Старцев поехал домой, но скоро вернулся. Одетый в чужой фрак и белый жесткий галстук, который как-то все топорщился и хотел сползти с воротничка, он в полночь сидел в клубе в гостиной и говорил Екатерине Ивановне с увлечением:
- О, как мало знают те, которые никогда не любили! Мне кажется, никто еще не описал верно любви, и едва ли можно описать это нежное, радостное, мучительное чувство, и кто испытал его хоть раз, тот не станет передавать его на словах. К чему предисловия, описания? К чему ненужное красноречие? Любовь моя безгранична… Прошу, умоляю вас, - выговорил наконец Старцев, - будьте моей женой!
- Дмитрий Ионыч, - сказала Екатерина Ивановна с очень серьезным выражением, подумав. - Дмитрий Ионыч, я очень вам благодарна за честь, я вас уважаю, но… - она встала и продолжала стоя, - но, извините, быть вашей женой я не могу. Будем говорить серьезно. Дмитрий Ионыч, вы знаете, больше всего в жизни я люблю искусство, я безумно люблю, обожаю музыку, ей я посвятила всю свою жизнь.
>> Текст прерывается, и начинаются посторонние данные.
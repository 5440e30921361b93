//! # Selection Module
//!
//! Feature ranking and dimensionality reduction.
//!
//! - [`correlation`] - Pearson, Spearman and Kendall correlation coefficients
//! - [`screening`] - Sure independence and robust rank correlation screening
//! - [`lasso`] - Lasso regularization path and feature entry order
//! - [`pca`] - Principal component projection

pub mod correlation;
pub mod lasso;
pub mod pca;
pub mod screening;

use crate::core::regression::RegressionError;
use thiserror::Error;

#[derive(Debug, Error, Clone, PartialEq)]
pub enum SelectionError {
    #[error("Dimension mismatch in {context}: expected {expected}, found {found}")]
    DimensionMismatch {
        context: &'static str,
        expected: usize,
        found: usize,
    },

    #[error("Cannot select {requested} from {available} available")]
    InvalidSize { requested: usize, available: usize },

    #[error("Feature selection requires at least one data point")]
    EmptyInput,

    #[error("Unknown {kind}: '{value}'")]
    UnknownName { kind: &'static str, value: String },

    #[error(transparent)]
    Regression(#[from] RegressionError),
}

pub(crate) fn check_rows(
    context: &'static str,
    expected: usize,
    found: usize,
) -> Result<(), SelectionError> {
    if expected == found {
        Ok(())
    } else {
        Err(SelectionError::DimensionMismatch {
            context,
            expected,
            found,
        })
    }
}
use super::{SelectionError, check_rows};
use crate::core::regression::RegressionError;
use nalgebra::{DMatrix, DVector};

/// Training and test data projected onto the leading principal components.
#[derive(Debug, Clone, PartialEq)]
pub struct PcaProjection {
    pub train: DMatrix<f64>,
    pub test: Option<DMatrix<f64>>,
    /// Variance captured by each retained component.
    pub explained_variance: Vec<f64>,
}

/// Projects both matrices onto the first `components` right-singular vectors of the
/// mean-centred training matrix.
pub fn pca(
    train: &DMatrix<f64>,
    test: Option<&DMatrix<f64>>,
    components: usize,
) -> Result<PcaProjection, SelectionError> {
    let (n, d) = train.shape();
    if n == 0 || d == 0 {
        return Err(SelectionError::EmptyInput);
    }
    if let Some(t) = test {
        check_rows("pca test features", d, t.ncols())?;
    }
    if components == 0 || components > n.min(d) {
        return Err(SelectionError::InvalidSize {
            requested: components,
            available: n.min(d),
        });
    }

    let mean = DVector::from_iterator(d, train.column_iter().map(|c| c.sum() / n as f64));
    let center = |m: &DMatrix<f64>| DMatrix::from_fn(m.nrows(), d, |r, c| m[(r, c)] - mean[c]);
    let centered = center(train);

    let svd = centered
        .clone()
        .try_svd(false, true, f64::EPSILON, 0)
        .ok_or(RegressionError::DecompositionFailed)?;
    let v_t = svd.v_t.ok_or(RegressionError::DecompositionFailed)?;

    let mut ranked: Vec<usize> = (0..svd.singular_values.len()).collect();
    ranked.sort_by(|&a, &b| {
        svd.singular_values[b]
            .partial_cmp(&svd.singular_values[a])
            .unwrap_or(std::cmp::Ordering::Equal)
    });
    ranked.truncate(components);

    let basis = DMatrix::from_fn(d, components, |r, c| v_t[(ranked[c], r)]);
    let denom = (n.max(2) - 1) as f64;
    Ok(PcaProjection {
        train: &centered * &basis,
        test: test.map(|t| center(t) * &basis),
        explained_variance: ranked
            .iter()
            .map(|&k| svd.singular_values[k].powi(2) / denom)
            .collect(),
    })
}

#[cfg(test)]
mod tests {
    use super::*;

    #[test]
    fn first_component_follows_dominant_direction() {
        let train = DMatrix::from_row_slice(
            4,
            2,
            &[-3.0, -3.1, -1.0, -0.9, 1.0, 1.1, 3.0, 2.9],
        );
        let test = DMatrix::from_row_slice(1, 2, &[2.0, 2.0]);
        let projection = pca(&train, Some(&test), 1).unwrap();

        assert_eq!(projection.train.shape(), (4, 1));
        let spread = projection.train.column(0).amax();
        assert!((spread - (3.0f64.powi(2) + 3.0f64.powi(2)).sqrt()).abs() < 0.2);
        let t = projection.test.unwrap()[(0, 0)].abs();
        assert!((t - 8f64.sqrt()).abs() < 0.1);
        assert!(projection.explained_variance[0] > 1.0);
    }

    #[test]
    fn explained_variance_is_sorted() {
        let train = DMatrix::from_row_slice(
            5,
            3,
            &[
                1.0, 0.1, 5.0, 2.0, -0.1, 3.0, 3.0, 0.2, 1.0, 4.0, 0.0, 4.0, 5.0, -0.2, 2.0,
            ],
        );
        let projection = pca(&train, None, 3).unwrap();
        let ev = &projection.explained_variance;
        assert!(ev[0] >= ev[1] && ev[1] >= ev[2]);
    }

    #[test]
    fn component_count_is_bounded() {
        let train = DMatrix::from_row_slice(2, 3, &[1.0, 2.0, 3.0, 4.0, 5.0, 6.0]);
        assert_eq!(
            pca(&train, None, 3),
            Err(SelectionError::InvalidSize {
                requested: 3,
                available: 2
            })
        );
    }
}
/// Linearly interpolates `images` intermediate structures between two end points.
///
/// The returned band has `images + 2` entries with the end points cloned at either side.
pub fn interpolate(
    initial: &Structure,
    final_state: &Structure,
    images: usize,
) -> Result<Vec<Structure>, EngineError> {
    if initial.len() != final_state.len() {
        return Err(EngineError::Neb(format!(
            "end points have {} and {} atoms",
            initial.len(),
            final_state.len()
        )));
    }
    if initial.numbers() != final_state.numbers() {
        return Err(EngineError::Neb(
            "end points have different atomic numbers".to_string(),
        ));
    }
    if initial.is_empty() {
        return Err(EngineError::Neb("end points contain no atoms".to_string()));
    }

    let start = initial.positions();
    let end = final_state.positions();
    let mut band = Vec::with_capacity(images + 2);
    band.push(initial.clone());
    for k in 1..=images {
        let t = k as f64 / (images + 1) as f64;
        let positions: Configuration = start
            .iter()
            .zip(&end)
            .map(|(a, b)| a + (b - a) * t)
            .collect();
        band.push(rebuild(initial, &format!("image-{}", k), &positions));
    }
    band.push(final_state.clone());
    Ok(band)
}

fn rebuild(template: &Structure, unique_id: &str, positions: &[Point3<f64>]) -> Structure {
    let atoms = template
        .atoms()
        .iter()
        .zip(positions)
        .map(|(atom, p)| Atom::new(atom.number, *p))
        .collect();
    Structure::with_atoms(unique_id, atoms)
}

fn dot(a: &[Vector3<f64>], b: &[Vector3<f64>]) -> f64 {
    a.iter().zip(b).map(|(x, y)| x.dot(y)).sum()
}

fn norm(a: &[Vector3<f64>]) -> f64 {
    dot(a, a).sqrt()
}

fn difference(a: &[Point3<f64>], b: &[Point3<f64>]) -> Vec<Vector3<f64>> {
    a.iter().zip(b).map(|(x, y)| x - y).collect()
}

/// Improved tangent estimate at an image from its neighbours' energies.
fn tangent(
    previous: (&[Point3<f64>], f64),
    current: (&[Point3<f64>], f64),
    next: (&[Point3<f64>], f64),
) -> (Forces, f64, f64) {
    let tau_plus = difference(next.0, current.0);
    let tau_minus = difference(current.0, previous.0);
    let (e_prev, e, e_next) = (previous.1, current.1, next.1);

    let (w_plus, w_minus) = if e_next > e && e > e_prev {
        (1.0, 0.0)
    } else if e_next < e && e < e_prev {
        (0.0, 1.0)
    } else {
        let d_max = (e_next - e).abs().max((e_prev - e).abs());
        let d_min = (e_next - e).abs().min((e_prev - e).abs());
        if e_next > e_prev {
            (d_max, d_min)
        } else {
            (d_min, d_max)
        }
    };

    let mut tau: Forces = tau_plus
        .iter()
        .zip(&tau_minus)
        .map(|(p, m)| p * w_plus + m * w_minus)
        .collect();
    let length = norm(&tau);
    if length > 0.0 {
        tau.iter_mut().for_each(|t| *t /= length);
    } else {
        // Degenerate weights (flat energies): fall back to the central difference.
        tau = difference(next.0, previous.0);
        let length = norm(&tau);
        if length > 0.0 {
            tau.iter_mut().for_each(|t| *t /= length);
        }
    }
    (tau, norm(&tau_plus), norm(&tau_minus))
}

struct Fire {
    velocity: Vec<Forces>,
    dt: f64,
    alpha: f64,
    positive_steps: usize,
}

impl Fire {
    fn new(images: usize, atoms: usize) -> Self {
        Self {
            velocity: vec![vec![Vector3::zeros(); atoms]; images],
            dt: FIRE_DT,
            alpha: FIRE_ALPHA_START,
            positive_steps: 0,
        }
    }

    fn total_dot(a: &[Forces], b: &[Forces]) -> f64 {
        a.iter().zip(b).map(|(x, y)| dot(x, y)).sum()
    }

    /// Returns the displacement for every movable image, capped in total length.
    fn step(&mut self, forces: &[Forces], max_step: f64) -> Vec<Forces> {
        let power = Self::total_dot(&self.velocity, forces);
        if power > 0.0 {
            let v_norm = Self::total_dot(&self.velocity, &self.velocity).sqrt();
            let f_norm = Self::total_dot(forces, forces).sqrt();
            if f_norm > 0.0 {
                for (v_img, f_img) in self.velocity.iter_mut().zip(forces) {
                    for (v, f) in v_img.iter_mut().zip(f_img) {
                        *v = *v * (1.0 - self.alpha) + f * (self.alpha * v_norm / f_norm);
                    }
                }
            }
            if self.positive_steps > FIRE_N_MIN {
                self.dt = (self.dt * FIRE_F_INC).min(FIRE_DT_MAX);
                self.alpha *= FIRE_F_ALPHA;
            }
            self.positive_steps += 1;
        } else {
            self.velocity
                .iter_mut()
                .for_each(|img| img.iter_mut().for_each(|v| *v = Vector3::zeros()));
            self.alpha = FIRE_ALPHA_START;
            self.dt *= FIRE_F_DEC;
            self.positive_steps = 0;
        }

        for (v_img, f_img) in self.velocity.iter_mut().zip(forces) {
            for (v, f) in v_img.iter_mut().zip(f_img) {
                *v += f * self.dt;
            }
        }
        let mut displacement: Vec<Forces> = self
            .velocity
            .iter()
            .map(|img| img.iter().map(|v| v * self.dt).collect())
            .collect();
        let length = Self::total_dot(&displacement, &displacement).sqrt();
        if length > max_step {
            let scale = max_step / length;
            displacement
                .iter_mut()
                .for_each(|img| img.iter_mut().for_each(|d| *d *= scale));
        }
        displacement
    }
}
Я хочу быть артисткой, я хочу славы, успехов, свободы, а вы хотите, чтобы я продолжала жить в этом городе, продолжала эту пустую, бесполезную жизнь, которая стала для меня невыносима. Сделаться женой - о нет, простите! Человек должен стремиться к высшей, блестящей цели, а семейная жизнь связала бы меня навеки. Дмитрий Ионыч (она чуть-чуть улыбнулась, так как, произнеся «Дмитрий Ионыч», вспомнила «Алексей Феофилактыч»), Дмитрий Ионыч, вы добрый, благородный, умный человек, вы лучше всех… - у нее слезы навернулись на глазах, - я сочувствую вам всей душой, но… но вы поймете…
И, чтобы не заплакать, она отвернулась и вышла из гостиной.